Benzer bir uyuşmazlıkta, Avrupa İnsan Hakları Mahkemesince "Menemen Minibüsçüler Odası ile Türkiye" kararında; Menemen Minibüsçüler Odasının hakkında tesis edilen idari işlemler konusunda açılan iki farklı davada; ilk davada temyiz aşamasında sınırlı savunma yapabilmesi ve esasa ilişkin görüşlerini dile getirememesi, ikinci davada ise dava dışında kalması ve davalı Valilik tarafından kanun yoluna başvurulmaması nedenleriyle, kendisini savunamadığı sonucuna varılarak, başvuranın mahkemeye erişim hakkından yoksun bırakıldığına ve Avrupa İnsan Hakları Sözleşmesinin 6/1. maddesinin ihlal edildiğine karar verilmiştir.

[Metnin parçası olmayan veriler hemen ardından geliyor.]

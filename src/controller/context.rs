//! Per-request controller state: the request, the signed-in user, view variables
//! and a pending redirect.

use crate::error::AppError;
use crate::request::Request;
use crate::view::{layout_path, view_path, ViewRenderer, CONTENT_VAR, DEFAULT_LAYOUT};
use serde_json::{Map, Value};
use std::sync::Arc;

pub const USER_VAR: &str = "user";

/// Per-request state an action works with: the request, view variables,
/// the pending redirect and layout choice.
pub struct Context {
    request: Request,
    user: Option<Value>,
    vars: Map<String, Value>,
    redirect: Option<String>,
    layout: Option<String>,
    default_view: String,
    renderer: Option<Arc<dyn ViewRenderer>>,
}

impl Context {
    pub fn new(request: Request, controller: &str, action: &str, renderer: Option<Arc<dyn ViewRenderer>>) -> Self {
        Context {
            request,
            user: None,
            vars: Map::new(),
            redirect: None,
            layout: Some(DEFAULT_LAYOUT.to_string()),
            default_view: format!("{}/{}", controller, action),
            renderer,
        }
    }

    pub fn request(&self) -> &Request {
        &self.request
    }

    pub fn user(&self) -> Option<&Value> {
        self.user.as_ref()
    }

    pub(crate) fn set_user(&mut self, user: Option<Value>) {
        self.vars.insert(USER_VAR.to_string(), user.clone().unwrap_or(Value::Null));
        self.user = user;
    }

    pub fn add_var(&mut self, name: impl Into<String>, value: impl Into<Value>) -> &mut Self {
        self.vars.insert(name.into(), value.into());
        self
    }

    pub fn vars(&self) -> &Map<String, Value> {
        &self.vars
    }

    /// Requests a redirect. The action's return value is discarded.
    pub fn redirect(&mut self, target: impl Into<String>) {
        self.redirect = Some(target.into());
    }

    pub fn redirect_target(&self) -> Option<&str> {
        self.redirect.as_deref()
    }

    pub(crate) fn take_redirect(&mut self) -> Option<String> {
        self.redirect.take()
    }

    /// `None` renders views without a layout.
    pub fn set_layout(&mut self, layout: Option<&str>) {
        self.layout = layout.map(str::to_string);
    }

    pub fn layout(&self) -> Option<&str> {
        self.layout.as_deref()
    }

    /// Renders `Controller/action`.
    pub fn render(&self) -> Result<String, AppError> {
        self.view(&self.default_view)
    }

    /// Renders a named view inside the current layout. Empty while a redirect is pending.
    pub fn view(&self, name: &str) -> Result<String, AppError> {
        if self.redirect.is_some() {
            return Ok(String::new());
        }
        let path = view_path(name);
        let renderer = self.renderer.as_ref().ok_or_else(|| AppError::ViewNotFound(path.clone()))?;
        let inner = renderer.render(&path, &self.vars)?;
        let Some(layout) = &self.layout else {
            return Ok(inner);
        };
        let mut vars = self.vars.clone();
        vars.insert(CONTENT_VAR.to_string(), Value::String(inner));
        renderer.render(&layout_path(layout), &vars)
    }
}

#[cfg(test)]
mod tests {
    use super::*;
    use serde_json::json;

    /// Echoes the path and the variables it saw.
    struct Echo;

    impl ViewRenderer for Echo {
        fn render(&self, path: &str, vars: &Map<String, Value>) -> Result<String, AppError> {
            let content = vars.get(CONTENT_VAR).and_then(Value::as_str).unwrap_or("-");
            let title = vars.get("title").and_then(Value::as_str).unwrap_or("-");
            Ok(format!("{}[{}|{}]", path, title, content))
        }
    }

    fn ctx(renderer: Option<Arc<dyn ViewRenderer>>) -> Context {
        Context::new(Request::get("/"), "Home", "index", renderer)
    }

    #[test]
    fn view_is_wrapped_in_layout() {
        let mut c = ctx(Some(Arc::new(Echo)));
        c.add_var("title", "Hi");
        assert_eq!(
            c.render().unwrap(),
            "Views/Layout/default.html[Hi|Views/Home/index.html[Hi|-]]"
        );
    }

    #[test]
    fn no_layout_renders_bare_view() {
        let mut c = ctx(Some(Arc::new(Echo)));
        c.set_layout(None);
        assert_eq!(c.view("users.list").unwrap(), "Views/users/list.html[-|-]");
    }

    #[test]
    fn pending_redirect_renders_nothing() {
        let mut c = ctx(None);
        c.redirect("/login");
        assert_eq!(c.render().unwrap(), "");
        assert_eq!(c.redirect_target(), Some("/login"));
    }

    #[test]
    fn missing_renderer_is_view_not_found() {
        let err = ctx(None).render().unwrap_err();
        assert!(matches!(err, AppError::ViewNotFound(ref p) if p == "Views/Home/index.html"));
    }

    #[test]
    fn user_is_exposed_as_var() {
        let mut c = ctx(None);
        c.set_user(Some(json!({"name": "ada"})));
        assert_eq!(c.vars()[USER_VAR], json!({"name": "ada"}));
        assert_eq!(c.user(), Some(&json!({"name": "ada"})));
    }
}
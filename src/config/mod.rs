pub mod types;
pub mod loader;
pub mod validator;

pub use types::*;
pub use loader::*;
pub use validator::*;
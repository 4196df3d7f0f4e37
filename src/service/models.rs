//! Model registry: model name -> one DAO, built on first request.

use crate::config::{AppConfig, ModelConfig};
use crate::entity::EntitySchema;
use crate::error::{AppError, ConfigError};
use crate::service::Dao;
use crate::store::{ConnectionProvider, DEFAULT_DATABASE};
use serde::{Deserialize, Serialize};
use std::collections::HashMap;
use std::fmt;
use std::str::FromStr;
use std::sync::Arc;
use tokio::sync::Mutex;

/// Storage family a model is served by.
#[derive(Clone, Copy, Debug, Default, PartialEq, Eq, Hash, Serialize, Deserialize)]
pub enum DaoKind {
    /// Prepared SQL statements over a [`crate::store::Connection`].
    #[default]
    #[serde(rename = "sql", alias = "pdo")]
    Sql,
}

impl fmt::Display for DaoKind {
    fn fmt(&self, f: &mut fmt::Formatter<'_>) -> fmt::Result {
        match self {
            DaoKind::Sql => f.write_str("sql"),
        }
    }
}

impl FromStr for DaoKind {
    type Err = ConfigError;

    fn from_str(s: &str) -> Result<Self, Self::Err> {
        match s.to_lowercase().as_str() {
            "sql" | "pdo" => Ok(DaoKind::Sql),
            _ => Err(ConfigError::UnknownDaoKind(s.to_string())),
        }
    }
}

/// How to build the DAO behind one model name.
#[derive(Clone, Debug)]
pub struct ModelDef {
    pub kind: DaoKind,
    pub table: String,
    pub schema: Arc<EntitySchema>,
    /// Logical database name handed to the connection provider.
    pub database: String,
    pub read_only: bool,
}

impl ModelDef {
    pub fn new(table: impl Into<String>, schema: Arc<EntitySchema>) -> Self {
        ModelDef {
            kind: DaoKind::Sql,
            table: table.into(),
            schema,
            database: DEFAULT_DATABASE.to_string(),
            read_only: false,
        }
    }

    pub fn database(mut self, database: impl Into<String>) -> Self {
        self.database = database.into();
        self
    }

    pub fn read_only(mut self, read_only: bool) -> Self {
        self.read_only = read_only;
        self
    }

    /// Builds the entity schema described by a config entry.
    pub fn from_config(name: &str, config: &ModelConfig) -> Result<Self, ConfigError> {
        let mut builder = EntitySchema::builder(name).primary_key(config.primary_key.clone());
        for attr in &config.attributes {
            let column = attr.column.clone().unwrap_or_else(|| attr.name.clone());
            builder = builder.column(attr.name.clone(), attr.type_, column);
        }
        Ok(ModelDef {
            kind: config.kind,
            table: config.table.clone(),
            schema: builder.build()?,
            database: config.database.clone(),
            read_only: config.read_only,
        })
    }
}

/// DAO handles resolved for one controller, keyed by model name.
#[derive(Clone, Debug, Default)]
pub struct Models {
    by_name: HashMap<String, Arc<Dao>>,
}

impl Models {
    pub fn get(&self, name: &str) -> Result<Arc<Dao>, AppError> {
        self.by_name.get(name).cloned().ok_or_else(|| AppError::ModelNotConfigured {
            model: name.to_string(),
            kind: "undeclared".to_string(),
        })
    }

    pub fn insert(&mut self, name: impl Into<String>, dao: Arc<Dao>) {
        self.by_name.insert(name.into(), dao);
    }

    pub fn len(&self) -> usize {
        self.by_name.len()
    }

    pub fn is_empty(&self) -> bool {
        self.by_name.is_empty()
    }
}

pub struct ModelRegistry {
    defs: HashMap<String, ModelDef>,
    /// Held across connection setup so a model is never built twice.
    instances: Mutex<HashMap<String, Arc<Dao>>>,
    connections: Arc<ConnectionProvider>,
}

impl ModelRegistry {
    pub fn new(connections: Arc<ConnectionProvider>) -> Self {
        ModelRegistry {
            defs: HashMap::new(),
            instances: Mutex::new(HashMap::new()),
            connections,
        }
    }

    pub fn from_config(config: &AppConfig, connections: Arc<ConnectionProvider>) -> Result<Self, ConfigError> {
        let mut registry = ModelRegistry::new(connections);
        for (name, model) in &config.models {
            registry.define(name.clone(), ModelDef::from_config(name, model)?);
        }
        Ok(registry)
    }

    pub fn define(&mut self, name: impl Into<String>, def: ModelDef) -> &mut Self {
        self.defs.insert(name.into(), def);
        self
    }

    pub fn connections(&self) -> &Arc<ConnectionProvider> {
        &self.connections
    }

    /// The DAO for `name`; built on first use, shared afterwards.
    pub async fn get(&self, name: &str, kind: DaoKind) -> Result<Arc<Dao>, AppError> {
        let not_configured = || AppError::ModelNotConfigured {
            model: name.to_string(),
            kind: kind.to_string(),
        };
        let def = self.defs.get(name).filter(|d| d.kind == kind).ok_or_else(not_configured)?;

        let mut instances = self.instances.lock().await;
        if let Some(dao) = instances.get(name) {
            return Ok(dao.clone());
        }
        let conn = self.connections.resolve(&def.database).await?;
        let dao = Arc::new(Dao::new(def.table.clone(), def.schema.clone(), conn)?.read_only(def.read_only));
        tracing::debug!(model = %name, table = %def.table, "model instantiated");
        instances.insert(name.to_string(), dao.clone());
        Ok(dao)
    }

    /// Resolves every declared (model, kind) pair.
    pub async fn resolve_all(&self, declared: &[(&str, DaoKind)]) -> Result<Models, AppError> {
        let mut models = Models::default();
        for (name, kind) in declared {
            models.insert(*name, self.get(name, *kind).await?);
        }
        Ok(models)
    }

    pub async fn instantiated(&self) -> usize {
        self.instances.lock().await.len()
    }
}
//! Route pattern compilation.
//!
//! `{name}` placeholders become named groups of one or more ASCII digits; the
//! rest of the pattern matches literally. Compiled matchers are anchored at
//! both ends.

use crate::error::ConfigError;
use lazy_static::lazy_static;
use regex::Regex;
use std::collections::HashMap;

lazy_static! {
    static ref PLACEHOLDER: Regex = Regex::new(r"\{([a-zA-Z_]+)\}").expect("placeholder regex");
}

#[derive(Clone, Debug)]
pub struct RoutePattern {
    source: String,
    /// `None` for literal patterns.
    matcher: Option<Regex>,
    names: Vec<String>,
}

impl RoutePattern {
    pub fn compile(source: &str) -> Result<Self, ConfigError> {
        let mut names = Vec::new();
        let mut re = String::from("^");
        let mut last = 0;
        for caps in PLACEHOLDER.captures_iter(source) {
            let (Some(whole), Some(name)) = (caps.get(0), caps.get(1)) else { continue };
            re.push_str(&regex::escape(&source[last..whole.start()]));
            re.push_str(&format!("(?P<{}>[0-9]+)", name.as_str()));
            names.push(name.as_str().to_string());
            last = whole.end();
        }
        if names.is_empty() {
            return Ok(RoutePattern {
                source: source.to_string(),
                matcher: None,
                names,
            });
        }
        re.push_str(&regex::escape(&source[last..]));
        re.push('$');
        let matcher = Regex::new(&re).map_err(|e| ConfigError::InvalidRoute {
            pattern: source.to_string(),
            reason: e.to_string(),
        })?;
        Ok(RoutePattern {
            source: source.to_string(),
            matcher: Some(matcher),
            names,
        })
    }

    pub fn source(&self) -> &str {
        &self.source
    }

    pub fn is_literal(&self) -> bool {
        self.matcher.is_none()
    }

    /// Placeholder names in pattern order.
    pub fn names(&self) -> &[String] {
        &self.names
    }

    /// Named captures when the whole path matches. Literal patterns never match here.
    pub fn captures(&self, path: &str) -> Option<HashMap<String, String>> {
        let caps = self.matcher.as_ref()?.captures(path)?;
        Some(
            self.names
                .iter()
                .filter_map(|n| caps.name(n).map(|m| (n.clone(), m.as_str().to_string())))
                .collect(),
        )
    }
}
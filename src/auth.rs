//! Pluggable lookup of the current user.

use crate::request::Request;
use async_trait::async_trait;
use serde_json::Value;

/// Looks up the user behind a request. Sessions and cookies live behind this trait.
#[async_trait]
pub trait Authenticator: Send + Sync {
    async fn current_user(&self, request: &Request) -> Option<Value>;
}
//! Transport-independent request.

use axum::http::Method;
use serde_json::{Map, Value};
use std::collections::HashMap;

/// Body key whose value overrides the request method on POST.
pub const METHOD_OVERRIDE_KEY: &str = "_method";
/// Body key holding a nested object merged into the top-level body.
pub const NESTED_DATA_KEY: &str = "data";

#[derive(Clone, Debug)]
pub struct Request {
    pub method: Method,
    /// Path without the query string; never empty.
    pub path: String,
    pub query: HashMap<String, String>,
    pub body: Map<String, Value>,
}

impl Request {
    pub fn new(method: Method, path: impl Into<String>) -> Self {
        let path = path.into();
        let (path, query) = match path.split_once('?') {
            Some((p, q)) => (p.to_string(), parse_query(q)),
            None => (path, HashMap::new()),
        };
        Request {
            method,
            path: if path.is_empty() { "/".to_string() } else { path },
            query,
            body: Map::new(),
        }
    }

    pub fn get(path: impl Into<String>) -> Self {
        Request::new(Method::GET, path)
    }

    pub fn post(path: impl Into<String>) -> Self {
        Request::new(Method::POST, path)
    }

    pub fn with_query(mut self, query: HashMap<String, String>) -> Self {
        self.query.extend(query);
        self
    }

    /// Sets the body, applying `_method` override and `data` merging.
    pub fn with_body(mut self, body: Map<String, Value>) -> Self {
        self.body = body;
        self.normalize();
        self
    }

    fn normalize(&mut self) {
        if self.method == Method::POST {
            if let Some(Value::String(m)) = self.body.remove(METHOD_OVERRIDE_KEY) {
                match Method::from_bytes(m.trim().to_uppercase().as_bytes()) {
                    Ok(method) => self.method = method,
                    Err(_) => tracing::debug!(method = %m, "ignoring invalid method override"),
                }
            }
        }
        if let Some(Value::Object(nested)) = self.body.remove(NESTED_DATA_KEY) {
            for (k, v) in nested {
                self.body.entry(k).or_insert(v);
            }
        }
    }

    pub fn param(&self, name: &str) -> Option<&Value> {
        self.body.get(name)
    }

    pub fn query_param(&self, name: &str) -> Option<&str> {
        self.query.get(name).map(String::as_str)
    }
}

fn parse_query(q: &str) -> HashMap<String, String> {
    q.split('&')
        .filter(|pair| !pair.is_empty())
        .map(|pair| match pair.split_once('=') {
            Some((k, v)) => (k.to_string(), v.to_string()),
            None => (pair.to_string(), String::new()),
        })
        .collect()
}

#[cfg(test)]
mod tests {
    use super::*;
    use serde_json::json;

    fn body(v: Value) -> Map<String, Value> {
        match v {
            Value::Object(m) => m,
            _ => unreachable!(),
        }
    }

    #[test]
    fn empty_path_is_root() {
        assert_eq!(Request::get("").path, "/");
        assert_eq!(Request::get("?a=1").path, "/");
    }

    #[test]
    fn query_is_split_from_path() {
        let r = Request::get("/search?q=rust&page=2&flag");
        assert_eq!(r.path, "/search");
        assert_eq!(r.query_param("q"), Some("rust"));
        assert_eq!(r.query_param("page"), Some("2"));
        assert_eq!(r.query_param("flag"), Some(""));
    }

    #[test]
    fn method_override_applies_to_post_only() {
        let r = Request::post("/user/1").with_body(body(json!({"_method": "delete", "x": 1})));
        assert_eq!(r.method, Method::DELETE);
        assert!(r.param("_method").is_none());

        let r = Request::get("/user/1").with_body(body(json!({"_method": "delete"})));
        assert_eq!(r.method, Method::GET);
    }

    #[test]
    fn nested_data_is_merged_without_overwriting() {
        let r = Request::post("/user").with_body(body(json!({"name": "top", "data": {"name": "inner", "age": 3}})));
        assert_eq!(r.param("name"), Some(&json!("top")));
        assert_eq!(r.param("age"), Some(&json!(3)));
        assert!(r.param("data").is_none());
    }
}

Sonuç olarak, bahsi geçen düzenlemelerde yer alan ve anılan Mahkeme kararlarıyla da yorumlanan adil yargılanma hakkının uygulanabilir ve etkili olarak hayata geçirilmesi adına, hak arama özgürlüğü ve mahkemeye erişim hakkının, kararın sonucundan doğrudan etkilenen müdahiller açısından da temin edilmesi, diğer taraftan kanun yollarına başvuru hakkını da kapsayacak şekilde kabul edilmesi bir gerekliliktir.
Bu durumda, davalı yanında müdahil olan idarenin dava konusu işlemin iptalinden doğrudan etkileneceği, karar düzeltme isteminin kabul edilmemesi halinde mahkemeye erişim hakkının ve hak arama özgürlüğünün kısıtlanacağı görüldüğünden, karar düzeltme isteminin kabul edilerek, davanın esası hakkında karar verilmesi gerektiği düşüncesiyle çoğunluk kararına katılmıyorum.